Leviticus anticipates Jesus’ Greatest Commandment

in the beginning
Father Mike Stubbs is the pastor of Holy Cross Parish in Overland Park and has a degree in Scripture from Harvard University.

by Father Mike Stubbs

any of the commandments in the Bible instruct us to perform an action — for example, “Honor your father and your mother.”

Other commandments tell us to refrain from doing something — for example, “Thou shalt not kill.”

But the commandment that comes to us in Sunday’s first reading — Lv 19:1-2, 17-18 — calls us not to carry out any specific action or to refrain from one, but rather, to possess a certain quality of character: “Be holy, for I the Lord, your God, am holy.”

Then how do we obey it? Do we devote ourselves to prayer, spend time on our knees? While that may sound very commendable, it does not guarantee holiness.

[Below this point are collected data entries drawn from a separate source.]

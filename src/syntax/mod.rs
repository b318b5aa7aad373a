//! Recursive-descent parser with panic-mode recovery.
//!
//! Statement lists recover from syntax errors by recording a diagnostic and
//! resynchronizing to the next statement-start token, so a single run
//! reports every malformed statement instead of stopping at the first.

use crate::error::{CompileError, CompileResult};
use crate::lex::{Lexer, Tag, Token};
use crate::semantic::Type;
use crate::tree::{BinOp, Expr, Literal, Program, Stmt, UnOp, VarRef};

/// Tokens that can begin a statement; panic-mode recovery skips to one of
/// these (or to the end of the enclosing block).
const SYNC_SET: [Tag; 10] =
    [Tag::Eof, Tag::Begin, Tag::If, Tag::While, Tag::Write, Tag::Read, Tag::Int, Tag::Real, Tag::Bool, Tag::End];

/// Parse a whole DL compilation unit.
pub fn parse(source: &str) -> Result<Program, Vec<CompileError>> {
    let mut lexer = Lexer::new(source);
    let lookahead = lexer.next_token();
    let mut parser = Parser { lexer, lookahead, diagnostics: Vec::new() };
    match parser.program() {
        Ok(program) if parser.diagnostics.is_empty() => Ok(program),
        Ok(_) => Err(parser.diagnostics),
        Err(error) => {
            parser.diagnostics.push(error);
            Err(parser.diagnostics)
        }
    }
}

struct Parser {
    lexer: Lexer,
    lookahead: Token,
    diagnostics: Vec<CompileError>,
}

impl Parser {
    fn advance(&mut self) -> Token {
        std::mem::replace(&mut self.lookahead, self.lexer.next_token())
    }

    fn expect(&mut self, tag: Tag) -> CompileResult<Token> {
        if self.lookahead.tag == tag {
            Ok(self.advance())
        } else {
            Err(CompileError::syntax(
                self.lookahead.line,
                format!("expected \"{tag}\", found \"{}\"", self.lookahead.describe()),
            ))
        }
    }

    fn synchronize(&mut self) {
        while !SYNC_SET.contains(&self.lookahead.tag) {
            self.advance();
        }
    }

    fn program(&mut self) -> CompileResult<Program> {
        let program_tok = self.expect(Tag::Program)?;
        let name_tok = self.expect(Tag::Id)?;
        let body = self.stmt()?;
        self.expect(Tag::Dot)?;
        self.expect(Tag::Eof)?;
        Ok(Program { name: name_tok.lexeme, line: program_tok.line, body })
    }

    fn stmt(&mut self) -> CompileResult<Stmt> {
        match self.lookahead.tag {
            Tag::Begin => self.block(),
            Tag::Int | Tag::Real | Tag::Bool => self.decl(),
            Tag::Id => self.assign(),
            Tag::If => self.if_stmt(),
            Tag::While => self.while_stmt(),
            Tag::Write => self.write_stmt(),
            Tag::Read => self.read_stmt(),
            _ => Err(CompileError::syntax(
                self.lookahead.line,
                format!("\"{}\" is not a valid statement", self.lookahead.describe()),
            )),
        }
    }

    fn block(&mut self) -> CompileResult<Stmt> {
        self.expect(Tag::Begin)?;
        let mut stmts = Vec::new();
        while !matches!(self.lookahead.tag, Tag::End | Tag::Eof) {
            let result = self.stmt().and_then(|stmt| {
                self.expect(Tag::Semi)?;
                Ok(stmt)
            });
            match result {
                Ok(stmt) => stmts.push(stmt),
                Err(error) => {
                    self.diagnostics.push(error);
                    self.synchronize();
                }
            }
        }
        self.expect(Tag::End)?;
        Ok(Stmt::Block(stmts))
    }

    fn decl(&mut self) -> CompileResult<Stmt> {
        let type_tok = self.advance();
        let ty = match type_tok.tag {
            Tag::Int => Type::Int,
            Tag::Real => Type::Real,
            _ => Type::Bool,
        };
        let mut vars = Vec::new();
        let name = self.expect(Tag::Id)?;
        vars.push(VarRef::new(name.lexeme, name.line));
        while self.lookahead.tag == Tag::Comma {
            self.advance();
            let name = self.expect(Tag::Id)?;
            vars.push(VarRef::new(name.lexeme, name.line));
        }
        Ok(Stmt::Decl { ty, vars, line: type_tok.line })
    }

    fn assign(&mut self) -> CompileResult<Stmt> {
        let var_tok = self.expect(Tag::Id)?;
        self.expect(Tag::Assign)?;
        let expr = self.expr()?;
        let line = var_tok.line;
        Ok(Stmt::Assign { var: VarRef::new(var_tok.lexeme, line), expr, line })
    }

    fn if_stmt(&mut self) -> CompileResult<Stmt> {
        let if_tok = self.expect(Tag::If)?;
        self.expect(Tag::LParen)?;
        let cond = self.expr()?;
        self.expect(Tag::RParen)?;
        let then_body = Box::new(self.stmt()?);
        if self.lookahead.tag != Tag::Else {
            return Ok(Stmt::If { cond, then_body, line: if_tok.line });
        }
        self.advance();
        let else_body = Box::new(self.stmt()?);
        Ok(Stmt::IfElse { cond, then_body, else_body, line: if_tok.line })
    }

    fn while_stmt(&mut self) -> CompileResult<Stmt> {
        let while_tok = self.expect(Tag::While)?;
        self.expect(Tag::LParen)?;
        let cond = self.expr()?;
        self.expect(Tag::RParen)?;
        let body = Box::new(self.stmt()?);
        Ok(Stmt::While { cond, body, line: while_tok.line })
    }

    fn write_stmt(&mut self) -> CompileResult<Stmt> {
        let write_tok = self.expect(Tag::Write)?;
        self.expect(Tag::LParen)?;
        let expr = self.expr()?;
        self.expect(Tag::RParen)?;
        Ok(Stmt::Write { expr, line: write_tok.line })
    }

    fn read_stmt(&mut self) -> CompileResult<Stmt> {
        let read_tok = self.expect(Tag::Read)?;
        self.expect(Tag::LParen)?;
        let name = self.expect(Tag::Id)?;
        self.expect(Tag::RParen)?;
        Ok(Stmt::Read { var: VarRef::new(name.lexeme, name.line), line: read_tok.line })
    }

    // Expression precedence, lowest first: | & (== !=) (< <= > >=) (+ -) (* / %) unary factor.

    fn expr(&mut self) -> CompileResult<Expr> {
        self.left_assoc(&[(Tag::Or, BinOp::Or)], Self::and_expr)
    }

    fn and_expr(&mut self) -> CompileResult<Expr> {
        self.left_assoc(&[(Tag::And, BinOp::And)], Self::equality)
    }

    fn equality(&mut self) -> CompileResult<Expr> {
        self.left_assoc(&[(Tag::Eq, BinOp::Eq), (Tag::Ne, BinOp::Ne)], Self::relational)
    }

    fn relational(&mut self) -> CompileResult<Expr> {
        self.left_assoc(
            &[(Tag::Lt, BinOp::Lt), (Tag::Le, BinOp::Le), (Tag::Gt, BinOp::Gt), (Tag::Ge, BinOp::Ge)],
            Self::arith,
        )
    }

    fn arith(&mut self) -> CompileResult<Expr> {
        self.left_assoc(&[(Tag::Sum, BinOp::Add), (Tag::Sub, BinOp::Sub)], Self::term)
    }

    fn term(&mut self) -> CompileResult<Expr> {
        self.left_assoc(
            &[(Tag::Mul, BinOp::Mul), (Tag::Div, BinOp::Div), (Tag::Mod, BinOp::Mod)],
            Self::unary,
        )
    }

    fn left_assoc(
        &mut self,
        ops: &[(Tag, BinOp)],
        next: fn(&mut Self) -> CompileResult<Expr>,
    ) -> CompileResult<Expr> {
        let mut expr = next(self)?;
        while let Some(&(_, op)) = ops.iter().find(|(tag, _)| *tag == self.lookahead.tag) {
            let op_tok = self.advance();
            let rhs = next(self)?;
            expr = Expr::Binary {
                op,
                lhs: Box::new(expr),
                rhs: Box::new(rhs),
                ty: None,
                line: op_tok.line,
            };
        }
        Ok(expr)
    }

    fn unary(&mut self) -> CompileResult<Expr> {
        let op = match self.lookahead.tag {
            Tag::Sum => UnOp::Plus,
            Tag::Sub => UnOp::Minus,
            Tag::Not => UnOp::Not,
            _ => return self.factor(),
        };
        let op_tok = self.advance();
        let operand = Box::new(self.unary()?);
        Ok(Expr::Unary { op, operand, ty: None, line: op_tok.line })
    }

    fn factor(&mut self) -> CompileResult<Expr> {
        match self.lookahead.tag {
            Tag::LParen => {
                self.advance();
                let expr = self.expr()?;
                self.expect(Tag::RParen)?;
                Ok(expr)
            }
            Tag::LitInt => {
                let token = self.advance();
                let value = token.lexeme.parse::<i32>().map_err(|_| {
                    CompileError::syntax(token.line, format!("integer literal \"{}\" out of range", token.lexeme))
                })?;
                Ok(Expr::Literal { value: Literal::Int(value), line: token.line })
            }
            Tag::LitReal => {
                let token = self.advance();
                let value = token.lexeme.parse::<f64>().map_err(|_| {
                    CompileError::syntax(token.line, format!("malformed real literal \"{}\"", token.lexeme))
                })?;
                Ok(Expr::Literal { value: Literal::Real(value), line: token.line })
            }
            Tag::LitTrue | Tag::LitFalse => {
                let token = self.advance();
                let value = token.tag == Tag::LitTrue;
                Ok(Expr::Literal { value: Literal::Bool(value), line: token.line })
            }
            Tag::Id => {
                let token = self.advance();
                Ok(Expr::Var(VarRef::new(token.lexeme, token.line)))
            }
            _ => Err(CompileError::syntax(
                self.lookahead.line,
                format!("\"{}\" is not a valid expression", self.lookahead.describe()),
            )),
        }
    }
}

God is calling for an attitude of heart. This becomes clear in the remainder of the reading: “You shall not bear hatred for your brother or sister in your heart.” The reading then offers a more positive instruction: “You shall love your neighbor as yourself.”

This anticipates the commandment of love that Jesus issues in the New Testament: “[Jesus] said to him, ‘You shall love the Lord, your God, with all your heart, with all your soul, and with all your mind. This is the greatest and the first commandment. The second is like it: You shall love your neighbor as yourself”’ (Mt 22: 37-39). (See also Mk 12: 30-31; Lk 10:27; and Jn 15:12.)

We should note that the Law of Moses provides 613 commandments. At the time of Jesus, there was some discussion about whether they were all equal, or if not, then which commandment should be considered the greatest of them.

Jesus gives a clear answer to that question. He similarly offers a firm emphasis upon love in his other teachings.

Jesus’ emphasis upon love is based upon God’s love for us. We are called to love because God loves us.

That call to love parallels the command in Leviticus: “Be holy, for I, the Lord, your God, am holy.”

In other words, if we are loving persons, then we will also be holy.

That idea is also borne out in the words of St. Augustine of Hippo: “Love, and do whatever you will.” That is to say, as long as our actions spring out from love, they will be just and acceptable to God.

That is similar to what Jesus adds after his commandments of love: “The whole law and the prophets depend on these two commandments” (Mt 22:40).